America has been continuously at war since the fall of 2001. This has been a matter of bitter political debate, of course, but what is uncontestable is that a sizeable percentage of American soldiers sent overseas in this era have been women. The experience in the American military is, it’s safe to say, quite different from that of men. Surrounded and far outnumbered by men, imbedded in a male culture, looked upon as both alien and desirable, women have experiences of special interest.

In Soldier Girls, Helen Thorpe follows the lives of three women over twelve years on their paths to the military, overseas to combat, and back home…and then overseas again for two of them. These women, who are quite different in every way, become friends, and we watch their interaction and also what happens when they are separated. We see their families, their lovers, their spouses, their children. We see them work extremely hard, deal with the attentions of men on base and in war zones, and struggle to stay connected to their families back home. We see some of them drink too much, have illicit affairs, and react to the deaths of fellow soldiers. And we see what happens to one of them when the truck she is driving hits an explosive in the road, blowing it up. She survives, but her life may never be the same again.

My Review:

I picked Soldier Girls as my book to review for Veterans Day because it was incredibly appropriate to the theme of the day. And I heard it was good, which it is. It also surprised me by how much it reminded me of a cross between Barbara Ehrenreich’s Nickel and Dimed, and one of Jessica Scott’s military-themed romances that highlight the difficulties of returning home after deployment.

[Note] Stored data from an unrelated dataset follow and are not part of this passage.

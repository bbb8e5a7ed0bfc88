// Copyright (c) 2026 Robert L. Snyder, Sierra Vista, AZ
// Licensed under the MIT License. See LICENSE file in the project root for details.

//! Integration tests for the composer
//!
//! These tests drive the public API end to end: catalog, engine, codec,
//! training, blending and the HTTP surface.

use std::fs;
use std::net::SocketAddr;
use std::path::Path;
use std::sync::Arc;

use serde_json::Value;
use tempfile::tempdir;
use tokio::io::{AsyncReadExt, AsyncWriteExt};
use tokio::net::TcpStream;

use genre_composer::config::AppConfig;
use genre_composer::engine::{CompositionEngine, DEFAULT_PPQN};
use genre_composer::error::ComposerError;
use genre_composer::generators::drums::gm_drums;
use genre_composer::genres::{CatalogHandle, GenreRegistry};
use genre_composer::midi::{MidiDecoder, MidiEncoder, SmfDecoder, SmfEncoder};
use genre_composer::server::{self, AppState};

fn write_corpus(dir: &Path, genres: &[&str]) {
    let registry = GenreRegistry::builtin();
    let engine = CompositionEngine::default();
    fs::create_dir_all(dir).unwrap();
    for (i, genre) in genres.iter().enumerate() {
        let composition = engine.generate(registry.get(genre).unwrap(), 4, Some(i as u64)).unwrap();
        let bytes = SmfEncoder::new().encode(&composition).unwrap();
        fs::write(dir.join(format!("{}.mid", genre)), bytes).unwrap();
    }
}

fn config_in(dir: &Path) -> AppConfig {
    let mut config = AppConfig::default();
    config.paths.output_dir = dir.join("output");
    config.paths.models_dir = dir.join("models");
    config.training.directory = dir.join("training_data");
    config.training.hyperparameters.hidden = 16;
    config.training.hyperparameters.embedding = 8;
    config
}

async fn start(config: &AppConfig) -> SocketAddr {
    let state = Arc::new(AppState::from_config(config, CatalogHandle::new(GenreRegistry::builtin())));
    let http = Arc::new(server::bind("127.0.0.1:0").unwrap());
    let addr = server::local_addr(&http).unwrap();
    tokio::spawn(server::serve(http, state));
    addr
}

async fn call(addr: SocketAddr, method: &str, target: &str, body: Option<&str>) -> (u16, Value) {
    let body = body.unwrap_or("");
    let raw = format!(
        "{} {} HTTP/1.1\r\nHost: localhost\r\nConnection: close\r\nContent-Type: application/json\r\nContent-Length: {}\r\n\r\n{}",
        method,
        target,
        body.len(),
        body
    );
    let mut stream = TcpStream::connect(addr).await.unwrap();
    stream.write_all(raw.as_bytes()).await.unwrap();
    let mut out = Vec::new();
    stream.read_to_end(&mut out).await.unwrap();
    let split = out.windows(4).position(|w| w == b"\r\n\r\n").unwrap();
    let status = String::from_utf8_lossy(&out[..split])
        .split_whitespace()
        .nth(1)
        .unwrap()
        .parse()
        .unwrap();
    let value = serde_json::from_slice(&out[split + 4..]).unwrap_or(Value::Null);
    (status, value)
}

/// Reggaeton with a fixed seed is reproducible, in tempo range and carries
/// the dembow snare figure
#[test]
fn test_reggaeton_generation() {
    let registry = GenreRegistry::builtin();
    let profile = registry.get("reggaeton").unwrap();
    let engine = CompositionEngine::default();

    let a = engine.generate(profile, 8, Some(42)).unwrap();
    let b = engine.generate(profile, 8, Some(42)).unwrap();
    assert_eq!(a, b);
    assert!((profile.tempo_range.0..=profile.tempo_range.1).contains(&a.tempo));

    let drums = a.tracks.iter().find(|t| t.kind.is_percussive()).unwrap();
    let step = (DEFAULT_PPQN / 4) as u64;
    let bar = a.ticks_per_bar();
    for note in drums.notes.iter().filter(|n| n.pitch == gm_drums::SNARE && n.start_tick < bar) {
        assert_eq!(note.start_tick % step, 0);
        assert!([3, 6, 11, 14].contains(&(note.start_tick / step)));
    }
    assert!(drums.notes.iter().any(|n| n.pitch == gm_drums::KICK && n.start_tick == 0));
}

/// Every note stays within the composition and the genre's velocity range
#[test]
fn test_range_invariants_across_catalog() {
    let registry = GenreRegistry::builtin();
    let engine = CompositionEngine::default();
    for profile in registry.profiles() {
        let composition = engine.generate(profile, 4, Some(7)).unwrap();
        let (lo, hi) = profile.velocity_range;
        assert!((profile.tempo_range.0..=profile.tempo_range.1).contains(&composition.tempo));
        for track in &composition.tracks {
            for note in &track.notes {
                assert!(note.velocity >= lo && note.velocity <= hi, "{} velocity", profile.id);
                assert!(note.duration_ticks > 0);
                assert!(note.end_tick() <= composition.length_ticks(), "{} length", profile.id);
            }
        }
    }
}

/// Encoded output decodes back to the same note count and tempo
#[test]
fn test_encoded_file_decodes() {
    let registry = GenreRegistry::builtin();
    let composition = CompositionEngine::default()
        .generate(registry.get("funk").unwrap(), 4, Some(11))
        .unwrap();
    let bytes = SmfEncoder::new().encode(&composition).unwrap();
    let decoded = SmfDecoder::new(composition.ppqn).decode_bytes(&bytes).unwrap();
    assert_eq!(decoded.note_count(), composition.note_count());
    assert_eq!(decoded.tempo_bpm.round() as u16, composition.tempo);
}

#[tokio::test]
async fn test_training_on_empty_directory_fails() {
    let dir = tempdir().unwrap();
    fs::create_dir_all(dir.path().join("empty_dir")).unwrap();
    let addr = start(&config_in(dir.path())).await;

    let body = format!(
        r#"{{"directory":{:?},"epochs":5,"model_name":"m"}}"#,
        dir.path().join("empty_dir").to_string_lossy()
    );
    let (status, value) = call(addr, "POST", "/api/train-neural", Some(&body)).await;
    assert_eq!(status, 422);
    assert_eq!(value["success"], false);
    assert_eq!(value["error"], "no training data found");
}

#[tokio::test]
async fn test_train_then_generate_with_model() {
    let dir = tempdir().unwrap();
    let config = config_in(dir.path());
    write_corpus(&config.training.directory, &["pop", "bebop"]);
    let addr = start(&config).await;

    let (_, status_before) = call(addr, "GET", "/api/model-status", None).await;
    assert_eq!(status_before["exists"], false);

    let (status, trained) = call(addr, "POST", "/api/train-neural", Some(r#"{"epochs":2}"#)).await;
    assert_eq!(status, 200, "{}", trained);
    assert_eq!(trained["success"], true);
    assert_eq!(trained["model"], "composer_model");
    assert_eq!(trained["version"], 1);

    let (status, model) = call(addr, "GET", "/api/model-status", None).await;
    assert_eq!(status, 200);
    assert_eq!(model["exists"], true);
    assert_eq!(model["model"], "composer_model");

    let (_, models) = call(addr, "GET", "/api/models", None).await;
    assert_eq!(models["models"], serde_json::json!(["composer_model"]));

    let (status, loaded) = call(addr, "POST", "/api/load-model", Some(r#"{"model":"composer_model"}"#)).await;
    assert_eq!(status, 200);
    assert_eq!(loaded["version"], 1);

    let (status, generated) = call(
        addr,
        "POST",
        "/api/generate",
        Some(r#"{"genre":"house","bars":4,"seed":8,"neural":true}"#),
    )
    .await;
    assert_eq!(status, 200);
    assert_eq!(generated["neural"], true);
    assert_eq!(generated["filename"], "house_4bars_8_neural.mid");
    assert!(config.paths.output_dir.join("house_4bars_8_neural.mid").is_file());
}

#[tokio::test]
async fn test_neural_request_without_model_falls_back() {
    let dir = tempdir().unwrap();
    let config = config_in(dir.path());
    let addr = start(&config).await;

    let (status, value) = call(addr, "GET", "/api/generate?genre=techno&bars=4&seed=2&neural=true", None).await;
    assert_eq!(status, 200);
    assert_eq!(value["neural"], false);
    assert_eq!(value["filename"], "techno_4bars_2.mid");
    assert_eq!(value["warnings"], serde_json::json!(["neural requested but unavailable"]));

    let (status, _) = call(addr, "POST", "/api/load-model", Some(r#"{"model":"missing"}"#)).await;
    assert_eq!(status, 404);
}

#[tokio::test]
async fn test_unknown_genre_writes_nothing() {
    let dir = tempdir().unwrap();
    let config = config_in(dir.path());
    let addr = start(&config).await;

    let (status, value) = call(addr, "GET", "/api/generate?genre=does_not_exist&bars=8", None).await;
    assert_eq!(status, 404);
    assert_eq!(value["success"], false);
    let written = fs::read_dir(&config.paths.output_dir).map(|d| d.count()).unwrap_or(0);
    assert_eq!(written, 0);
}

#[tokio::test]
async fn test_catalog_endpoints() {
    let dir = tempdir().unwrap();
    let addr = start(&config_in(dir.path())).await;

    let (status, found) = call(addr, "GET", "/api/search?q=jazz", None).await;
    assert_eq!(status, 200);
    assert!(found.as_array().unwrap().contains(&Value::from("smooth_jazz")));

    let (_, categories) = call(addr, "GET", "/api/categories", None).await;
    assert!(categories["Latin"].as_array().unwrap().contains(&Value::from("reggaeton")));

    let (status, info) = call(addr, "GET", "/api/genre-info?id=reggaeton", None).await;
    assert_eq!(status, 200);
    assert_eq!(info["category"], "Latin");
}

#[test]
fn test_unknown_genre_error_type() {
    let dir = tempdir().unwrap();
    let state = AppState::from_config(&config_in(dir.path()), CatalogHandle::new(GenreRegistry::builtin()));
    let err = state.orchestrator.generate("does_not_exist", 8, None, false).unwrap_err();
    assert!(matches!(err, ComposerError::GenreNotFound(_)));
}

Not that Soldier Girls is either a romance or a book about socio-economic class stratification. But as the story of three women who entered or stayed in the National Guard out of mostly economic or job stratification reasons, and whose service has effects on their civilian relationships, the parallels seem to fit.

The three women in Soldier Girls, Michelle, Desma and Debbie, are all from southern Indiana. They are all part of the same unit, and they all joined before 9/11, which is crucial. Before 9/11, National Guard units did not get deployed into overseas war zones. During the Vietnam Era, the Guard was a lucky and cushy way to sit out the war. None of these women expected to deploy overseas, because that wasn’t the way it worked until the Towers fell. And by then, it was too late for them to get out, even if they wanted to.

Michelle was a college freshman at a tiny branch college campus in a dead-end town. The only jobs available were minimum wage, and it seemed like the only way out was either the military or jail. She already had too many family and friends who had fallen down the slippery slope to drug abuse and alcoholism. Michelle joined the Guard for the college tuition.

Desma was a single-mother who joined on a dare, while drunk. As a single mother in a small town not much better off than Michelle, she stayed for the supplemental income, and the camaraderie.

Debbie was probably the best off economically, but she felt trapped in her pink-collar job as manager of a beauty salon. She wanted to do something with more meaning, and her family had a tradition of military service. So she joined to add purpose to her life. She was the oldest of the group, having joined at age 34, and having served in the Guard for 15 or more years by the time she went to Afghanistan with Michelle and Desma.

From the beginning, their experience of service is different because they are women. Combat positions were not open to women, so there were a limited number of positions available to them. They were also attached and detached to different units, because the specialties they trained in were support positions that were moved around.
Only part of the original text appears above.